Lawmakers and public health officials say local heroin use shows no signs of slowing.
“I’ve been in health care for over 30 years and it is the worst public health crisis I’ve ever seen,” said Pennsylvania Department of Health Secretary Karen Murphy. “That is what drives us, that is what gives us our passion, and I can assure you, we will not stop.”
Officials celebrated “International Overdose Awareness Day” Monday just as Pennsylvania prepped for “Recovery Month” in September. Through the next four weeks, the Department of Drug and Alcohol Programs along with several county drug and alcohol offices will highlight the Building Bridges to Recovery initiative, which aims to connect people to resources and reduce the stigma of drug addiction.

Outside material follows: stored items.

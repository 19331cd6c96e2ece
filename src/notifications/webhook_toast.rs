//! Webhook toast surface.
//!
//! Forwards each toast as a JSON POST using the global HTTP_CLIENT, for
//! setups where a separate desktop bridge renders the popup.

use std::time::Duration;

use async_trait::async_trait;
use serde_json::{Value, json};

use super::toast::{ToastOptions, Toaster};
use crate::config::WebhookToastConfig;
use crate::error::{AppError, AppResult};
use crate::external::client::HTTP_CLIENT;

/// Webhook toast surface
///
/// # Example
/// ```ignore
/// let config = WebhookToastConfig {
///     url: "https://bridge.local/toast".to_string(),
///     timeout_seconds: 5,
///     headers: HashMap::new(),
/// };
/// let toaster = WebhookToaster::new(config);
/// toaster.show("Nova avaliação disponível", &ToastOptions::default()).await?;
/// ```
pub struct WebhookToaster {
    config: WebhookToastConfig,
}

impl WebhookToaster {
    pub fn new(config: WebhookToastConfig) -> Self {
        Self { config }
    }

    /// Request body sent for one toast
    pub(crate) fn payload(message: &str, options: &ToastOptions) -> Value {
        json!({
            "title": options.title,
            "message": message,
            "level": options.level.as_str(),
            "duration_ms": options.duration.as_millis() as u64,
        })
    }

    fn failure(&self, message: impl Into<String>) -> AppError {
        AppError::Toast {
            surface: self.name().to_string(),
            message: message.into(),
        }
    }
}

#[async_trait]
impl Toaster for WebhookToaster {
    async fn show(&self, message: &str, options: &ToastOptions) -> AppResult<()> {
        let mut request = HTTP_CLIENT
            .post(&self.config.url)
            .timeout(Duration::from_secs(self.config.timeout_seconds))
            .json(&Self::payload(message, options));

        for (key, value) in &self.config.headers {
            request = request.header(key, value);
        }

        let response = request
            .send()
            .await
            .map_err(|e| self.failure(e.to_string()))?;

        let status = response.status();
        if !status.is_success() {
            let body = response.text().await.unwrap_or_default();
            return Err(self.failure(format!("HTTP {}: {}", status.as_u16(), body)));
        }

        Ok(())
    }

    fn name(&self) -> &'static str {
        "webhook"
    }
}
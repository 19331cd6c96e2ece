//! Configuration management for review-notify
//!
//! Layered configuration loading with support for:
//! - TOML configuration files
//! - Environment variable overrides
//! - Profile overlays (`development.toml` over `default.toml`)
//!
//! # Configuration Priority (lowest to highest)
//! 1. `default.toml` - Base default configuration
//! 2. `{environment}.toml` - Environment-specific configuration
//! 3. `local.toml` - Local overrides (not committed to version control)
//! 4. `REVIEW_NOTIFY_*` environment variables

pub mod environment;
pub mod error;
pub mod loader;
pub mod settings;
pub mod validation;

pub use environment::Environment;
pub use loader::ConfigLoader;
pub use settings::{
    ChannelConfig, ReconnectConfig, SessionConfig, Settings, ToastConfig, ToastSurfaceKind,
    WebhookToastConfig,
};

/// Serializes tests that read or mutate `REVIEW_NOTIFY_*` process variables
#[cfg(test)]
pub(crate) static ENV_TEST_MUTEX: std::sync::Mutex<()> = std::sync::Mutex::new(());
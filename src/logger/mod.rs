//! Logger Module
//!
//! Logging built on `tracing-subscriber` with support for:
//! - Console output with color control (ANSI only on a terminal)
//! - File output in full, compact or JSON format
//! - Falling back to stderr when the log file becomes unwritable

pub mod config;
pub mod error;
pub(crate) mod writer;

pub use config::*;
pub use error::LoggerError;

use std::io::IsTerminal;
use tracing::Subscriber;
use tracing_subscriber::{
    EnvFilter, Layer, fmt, layer::SubscriberExt, registry::LookupSpan, util::SubscriberInitExt,
};
use writer::LogFileWriter;

type BoxedLayer<S> = Box<dyn Layer<S> + Send + Sync + 'static>;

/// Initialize the global logger with the given configuration
///
/// `RUST_LOG`-style directives in `config.level` are not supported; the
/// level applies to every target.
pub fn init_logger(config: LoggerConfig) -> Result<(), LoggerError> {
    config
        .validate()
        .map_err(|e| LoggerError::config(e.to_string()))?;

    let filter = EnvFilter::try_new(&config.level).unwrap_or_else(|_| EnvFilter::new("info"));

    // File layer goes first so ANSI span formatting from the console layer
    // never leaks into the file.
    // See: https://github.com/tokio-rs/tracing/issues/1817
    let file = if config.file.enabled {
        Some(file_layer(&config.file)?)
    } else {
        None
    };
    let console = config
        .console
        .enabled
        .then(|| console_layer(&config.console));

    tracing_subscriber::registry()
        .with(filter)
        .with(file)
        .with(console)
        .try_init()
        .map_err(|e| LoggerError::AlreadyInitialized {
            message: e.to_string(),
        })
}

fn console_layer<S>(config: &ConsoleConfig) -> BoxedLayer<S>
where
    S: Subscriber + for<'a> LookupSpan<'a>,
{
    let use_ansi = config.colored && std::io::stdout().is_terminal();

    fmt::layer()
        .with_ansi(use_ansi)
        .with_target(true)
        .with_level(true)
        .boxed()
}

fn file_layer<S>(config: &FileConfig) -> Result<BoxedLayer<S>, LoggerError>
where
    S: Subscriber + for<'a> LookupSpan<'a>,
{
    let writer = LogFileWriter::new(config)?;

    let layer = match config.format {
        LogFormat::Full => fmt::layer()
            .with_ansi(false)
            .with_target(true)
            .with_writer(writer)
            .boxed(),
        LogFormat::Compact => fmt::layer()
            .with_ansi(false)
            .with_target(true)
            .compact()
            .with_writer(writer)
            .boxed(),
        LogFormat::Json => fmt::layer()
            .with_ansi(false)
            .json()
            .with_writer(writer)
            .boxed(),
    };

    Ok(layer)
}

The department's website states that one in four Pennsylvania families is affected by addiction in some way.
“It’s killing between 2,000 and 3,000 Pennsylvanians every year and drives 70 to 80 percent of the crime in our communities,” said DDAP Secretary Gary Tennis.
Setting aside one month to host events and programs around available recovery options is one way to combat addiction as a disease. He said nationally, statistics show that some 20 million people are in recovery from a drug or alcohol addiction.

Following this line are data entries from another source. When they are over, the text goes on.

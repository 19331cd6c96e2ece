//! Command executor for dispatching CLI commands
//!
//! This module provides the main entry point for executing CLI commands
//! after parsing and configuration loading.

use super::handlers::ListenCommandHandler;
use super::parser::{Cli, Commands};
use crate::config::settings::Settings;
use crate::error::{AppError, AppResult};

/// What main.rs should do once the command has run
#[derive(Debug, Clone, Copy, PartialEq, Eq)]
pub enum CommandOutcome {
    /// Start the long-running listener
    Listen,
    /// The command already did its work
    Done,
}

/// Execute a CLI command with the given settings
///
/// # Errors
/// Returns errors from command handlers or validation failures
pub async fn execute_command(cli: &Cli, settings: Settings) -> AppResult<CommandOutcome> {
    validate_command_args(cli)?;

    let dry_run = match &cli.command {
        Some(Commands::Listen { dry_run, .. }) => *dry_run,
        None => false,
    };

    ListenCommandHandler::new(settings).execute(dry_run).await
}

fn validate_command_args(cli: &Cli) -> AppResult<()> {
    cli.validate().map_err(|reason| AppError::Validation {
        field: "cli_arguments".to_string(),
        reason,
    })?;

    if let Some(Commands::Listen {
        max_reconnects: Some(max),
        ..
    }) = &cli.command
        && *max > 20
    {
        eprintln!(
            "Warning: {} reconnects with a 30s ceiling keeps retrying for over {} minutes",
            max,
            max / 2
        );
    }

    Ok(())
}
// ============================================================================
// Application Configuration
// ============================================================================

/// Application basic information configuration
#[derive(Debug, Clone, PartialEq, Eq, Serialize, Deserialize)]
pub struct ApplicationConfig {
    /// Application name
    #[serde(default = "default_app_name")]
    pub name: String,

    /// Application version
    #[serde(default = "default_app_version")]
    pub version: String,
}

impl Default for ApplicationConfig {
    fn default() -> Self {
        Self {
            name: default_app_name(),
            version: default_app_version(),
        }
    }
}

// ============================================================================
// Channel Configuration
// ============================================================================

/// Push endpoint the notification channel connects to
#[derive(Debug, Clone, PartialEq, Eq, Serialize, Deserialize)]
pub struct ChannelConfig {
    /// Base URL of the backend (`http`, `https`, `ws` or `wss`)
    #[serde(default = "default_channel_url")]
    pub url: String,

    /// Socket.IO namespace notifications are published on
    #[serde(default = "default_namespace")]
    pub namespace: String,

    /// Name of the inbound event carrying a notification
    #[serde(default = "default_event_name")]
    pub event: String,

    /// Connect timeout in seconds, covering TCP, TLS and the namespace handshake
    #[serde(default = "default_connect_timeout")]
    pub connect_timeout: u64,
}

impl ChannelConfig {
    pub fn connect_timeout(&self) -> Duration {
        Duration::from_secs(self.connect_timeout)
    }
}

impl Default for ChannelConfig {
    fn default() -> Self {
        Self {
            url: default_channel_url(),
            namespace: default_namespace(),
            event: default_event_name(),
            connect_timeout: default_connect_timeout(),
        }
    }
}

// ============================================================================
// Reconnect Configuration
// ============================================================================

/// Reconnection backoff configuration
#[derive(Debug, Clone, PartialEq, Eq, Serialize, Deserialize)]
pub struct ReconnectConfig {
    /// Retries allowed after the initial attempt before giving up
    #[serde(default = "default_max_reconnects")]
    pub max_reconnects: u32,

    /// Delay before the first retry in milliseconds; doubles per retry
    #[serde(default = "default_base_delay_ms")]
    pub base_delay_ms: u64,

    /// Upper bound for a single retry delay in milliseconds
    #[serde(default = "default_max_delay_ms")]
    pub max_delay_ms: u64,

    /// Keep retrying when the server rejects the credential
    #[serde(default = "default_true")]
    pub retry_on_auth_failure: bool,
}

impl ReconnectConfig {
    /// Build the runtime policy used by the channel
    pub fn to_policy(&self) -> ReconnectPolicy {
        ReconnectPolicy::new(
            self.max_reconnects,
            Duration::from_millis(self.base_delay_ms),
            Duration::from_millis(self.max_delay_ms),
        )
        .with_retry_on_auth_failure(self.retry_on_auth_failure)
    }
}

impl Default for ReconnectConfig {
    fn default() -> Self {
        Self {
            max_reconnects: default_max_reconnects(),
            base_delay_ms: default_base_delay_ms(),
            max_delay_ms: default_max_delay_ms(),
            retry_on_auth_failure: true,
        }
    }
}

// ============================================================================
// Session Configuration
// ============================================================================

/// Where the bearer credential comes from
///
/// `token` wins over `token_file`. Prefer setting the token through
/// `REVIEW_NOTIFY_SESSION__TOKEN` rather than committing it to a file.
#[derive(Debug, Clone, PartialEq, Eq, Serialize, Deserialize, Default)]
pub struct SessionConfig {
    /// Inline bearer token
    #[serde(default)]
    pub token: Option<String>,

    /// Path to a persisted session file (JSON with a `token` field, or plain text)
    #[serde(default)]
    pub token_file: Option<String>,
}

// ============================================================================
// Toast Configuration
// ============================================================================

/// Toast surface implementation
#[derive(Debug, Clone, Copy, PartialEq, Eq, Serialize, Deserialize, Default)]
#[serde(rename_all = "lowercase")]
pub enum ToastSurfaceKind {
    #[default]
    Console,
    Webhook,
}

/// Webhook toast surface configuration
#[derive(Debug, Clone, PartialEq, Eq, Serialize, Deserialize)]
pub struct WebhookToastConfig {
    /// Target URL receiving one POST per toast
    #[serde(default)]
    pub url: String,

    /// Request timeout in seconds
    #[serde(default = "default_webhook_timeout")]
    pub timeout_seconds: u64,

    /// Extra request headers
    #[serde(default)]
    pub headers: HashMap<String, String>,
}

impl Default for WebhookToastConfig {
    fn default() -> Self {
        Self {
            url: String::new(),
            timeout_seconds: default_webhook_timeout(),
            headers: HashMap::new(),
        }
    }
}

/// Toast presentation configuration
#[derive(Debug, Clone, PartialEq, Eq, Serialize, Deserialize)]
pub struct ToastConfig {
    /// Whether inbound notifications are presented as toasts
    #[serde(default = "default_true")]
    pub enabled: bool,

    /// Which surface presents the toast
    #[serde(default)]
    pub surface: ToastSurfaceKind,

    /// How long a toast stays visible, in milliseconds
    #[serde(default = "default_toast_duration_ms")]
    pub duration_ms: u64,

    /// Toast level: "info", "success", "warning", "error"
    #[serde(default = "default_toast_level")]
    pub level: String,

    /// Webhook surface settings
    #[serde(default)]
    pub webhook: WebhookToastConfig,
}

impl ToastConfig {
    /// Options passed to every `Toaster::show` call
    pub fn to_options(&self) -> Result<ToastOptions, ConfigError> {
        let level = self
            .level
            .parse::<ToastLevel>()
            .map_err(|e| ConfigError::validation("toast.level", e))?;
        Ok(ToastOptions {
            level,
            duration: Duration::from_millis(self.duration_ms),
            title: None,
        })
    }
}

impl Default for ToastConfig {
    fn default() -> Self {
        Self {
            enabled: true,
            surface: ToastSurfaceKind::default(),
            duration_ms: default_toast_duration_ms(),
            level: default_toast_level(),
            webhook: WebhookToastConfig::default(),
        }
    }
}

// ============================================================================
// Logger Settings
// ============================================================================

/// Console output settings
#[derive(Debug, Clone, PartialEq, Eq, Serialize, Deserialize)]
pub struct ConsoleSettings {
    /// Whether console output is enabled
    #[serde(default = "default_true")]
    pub enabled: bool,

    /// Whether to use colored output
    #[serde(default = "default_true")]
    pub colored: bool,
}

impl Default for ConsoleSettings {
    fn default() -> Self {
        Self {
            enabled: default_true(),
            colored: default_true(),
        }
    }
}

/// File output settings
#[derive(Debug, Clone, PartialEq, Eq, Serialize, Deserialize)]
pub struct FileSettings {
    /// Whether file output is enabled
    #[serde(default)]
    pub enabled: bool,

    /// Path to the log file
    #[serde(default = "default_log_path")]
    pub path: String,

    /// Whether to append to existing file
    #[serde(default = "default_true")]
    pub append: bool,

    /// Log format: "full", "compact", or "json"
    #[serde(default = "default_log_format")]
    pub format: String,
}

impl Default for FileSettings {
    fn default() -> Self {
        Self {
            enabled: false,
            path: default_log_path(),
            append: default_true(),
            format: default_log_format(),
        }
    }
}

/// Logger configuration settings
#[derive(Debug, Clone, PartialEq, Eq, Serialize, Deserialize)]
pub struct LoggerSettings {
    /// Log level: "trace", "debug", "info", "warn", "error"
    #[serde(default = "default_log_level")]
    pub level: String,

    /// Console output settings
    #[serde(default)]
    pub console: ConsoleSettings,

    /// File output settings
    #[serde(default)]
    pub file: FileSettings,
}

impl Default for LoggerSettings {
    fn default() -> Self {
        Self {
            level: default_log_level(),
            console: ConsoleSettings::default(),
            file: FileSettings::default(),
        }
    }
}

impl LoggerSettings {
    /// Convert LoggerSettings to the runtime LoggerConfig
    pub fn into_logger_config(self) -> Result<LoggerConfig, ConfigError> {
        let console_config = ConsoleConfig::new(self.console.enabled, self.console.colored);
        let file_config = self.file.into_file_config()?;

        LoggerConfig::new(console_config, file_config, self.level)
            .map_err(|e| ConfigError::validation("logger", e.to_string()))
    }
}

impl FileSettings {
    /// Convert FileSettings to FileConfig
    pub fn into_file_config(self) -> Result<FileConfig, ConfigError> {
        let format = self
            .format
            .parse::<LogFormat>()
            .map_err(|e| ConfigError::validation("logger.file.format", e.to_string()))?;

        FileConfig::new(self.enabled, PathBuf::from(self.path), self.append, format)
            .map_err(|e| ConfigError::validation("logger.file", e.to_string()))
    }
}

// ============================================================================
// Main Settings Structure
// ============================================================================

/// Complete application settings
///
/// This structure represents the entire configuration that can be loaded
/// from TOML files and environment variables.
#[derive(Debug, Clone, PartialEq, Serialize, Deserialize, Default)]
pub struct Settings {
    /// Application information
    #[serde(default)]
    pub application: ApplicationConfig,

    /// Push endpoint
    #[serde(default)]
    pub channel: ChannelConfig,

    /// Reconnection backoff
    #[serde(default)]
    pub reconnect: ReconnectConfig,

    /// Credential source
    #[serde(default)]
    pub session: SessionConfig,

    /// Toast presentation
    #[serde(default)]
    pub toast: ToastConfig,

    /// Logger configuration
    #[serde(default)]
    pub logger: LoggerSettings,

    /// Profile the settings were loaded for; set by the loader, never read from files
    #[serde(skip)]
    pub environment: Environment,
}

“This is a time to really focus on the fact that recovery is possible, that 20 million Americans have gotten their lives back by accessing the many different bridges to recovery that are available across the nation and in Pennsylvania,” Tennis said.
Eighty percent of heroin addictions now stem from prescription drug use and abuse, according to Tennis. Recent reports show the problem is growing, especially among women and whites.